Using an Irish Section 110 company together with an Irish Regulated Fund to satisfy the LoB provisions of the Ireland/US Treaty
It is common to use a Section 110 company and a regulated fund in tandem to satisfy the LoB article of the Ireland/US Treaty. By using both vehicles together (investors invest in the Section 110 company which in turn invests in the regulated fund and the regulated fund in turn invests in the life settlements) the base erosion test can be disregarded and more than 50% of the monies can effectively be sourced from non-US/Irish investors while still satisfying the LoB provision of the Ireland/US Treaty.

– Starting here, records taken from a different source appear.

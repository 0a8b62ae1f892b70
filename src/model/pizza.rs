//! Represents a pizza on the catalog menu.
//!
//! # Actor Framework
//! This struct implements the [`ActorEntity`](crate::framework::ActorEntity) trait,
//! allowing it to be managed by a [`ResourceActor`](crate::framework::ResourceActor).
//!
//! Pizzas are referenced by [`RestaurantPizza`](crate::model::RestaurantPizza) records and
//! are never deleted, so a reference that resolved once keeps resolving.
use serde::{Deserialize, Serialize};
use std::fmt::Display;

/// Type-safe identifier for Pizzas.
#[derive(Debug, Clone, Copy, PartialEq, Eq, PartialOrd, Ord, Hash, Serialize, Deserialize)]
#[serde(transparent)]
pub struct PizzaId(pub u32);

impl From<u32> for PizzaId {
    fn from(id: u32) -> Self {
        Self(id)
    }
}

impl Display for PizzaId {
    fn fmt(&self, f: &mut std::fmt::Formatter<'_>) -> std::fmt::Result {
        write!(f, "pizza_{}", self.0)
    }
}

/// Wire shape: `{id, name, ingredients}`.
#[derive(Debug, Clone, PartialEq, Serialize)]
pub struct Pizza {
    pub id: PizzaId,
    pub name: String,
    /// Free-form, comma separated ingredient names.
    pub ingredients: String,
}

impl Pizza {
    pub fn new(id: PizzaId, name: impl Into<String>, ingredients: impl Into<String>) -> Self {
        Self {
            id,
            name: name.into(),
            ingredients: ingredients.into(),
        }
    }
}

/// Payload for creating a new pizza.
#[derive(Debug, Clone, Deserialize)]
pub struct PizzaCreate {
    pub name: String,
    pub ingredients: String,
}
//! Error types for the Pizza actor.

use thiserror::Error;

/// Errors that can occur during pizza operations.
#[derive(Debug, Clone, Error, PartialEq)]
pub enum PizzaError {
    /// The requested pizza was not found.
    #[error("Pizza not found: {0}")]
    NotFound(String),

    /// The pizza data provided is invalid.
    #[error("Pizza validation error: {0}")]
    ValidationError(String),

    /// An error occurred while communicating with the actor system.
    #[error("Actor communication error: {0}")]
    ActorCommunicationError(String),
}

The question of accessing any treaty with the US is often complex because of the LoB article in all treaties with the US; however, the LoB article in the Ireland/US Treaty is not as limiting as many other LoB articles. Consequently, Irish regulated funds and Section 110 vehicles with the right fact pattern can, and regularly do, satisfy the test. Such investment vehicles are obtaining treaty benefits under the Ireland/US Treaty to avoid US withholding taxes.
Accessing the Ireland/US Treaty is no different where the Irish regulated fund or Section 110 vehicle is investing in life settlements and, because of Revenue Ruling 2009-14, the ability of such Irish vehicles to access the Ireland/US Treaty to avoid US withholding taxes on life settlements payouts, combined with a very attractive tax regime in Ireland, puts Ireland at the top of any list for promoters of life settlement funds looking for a jurisdiction to locate their offshore investment vehicle.
The content of this article is intended to provide a general guide to the subject matter. Specialist advice should be sought about your specific circumstances.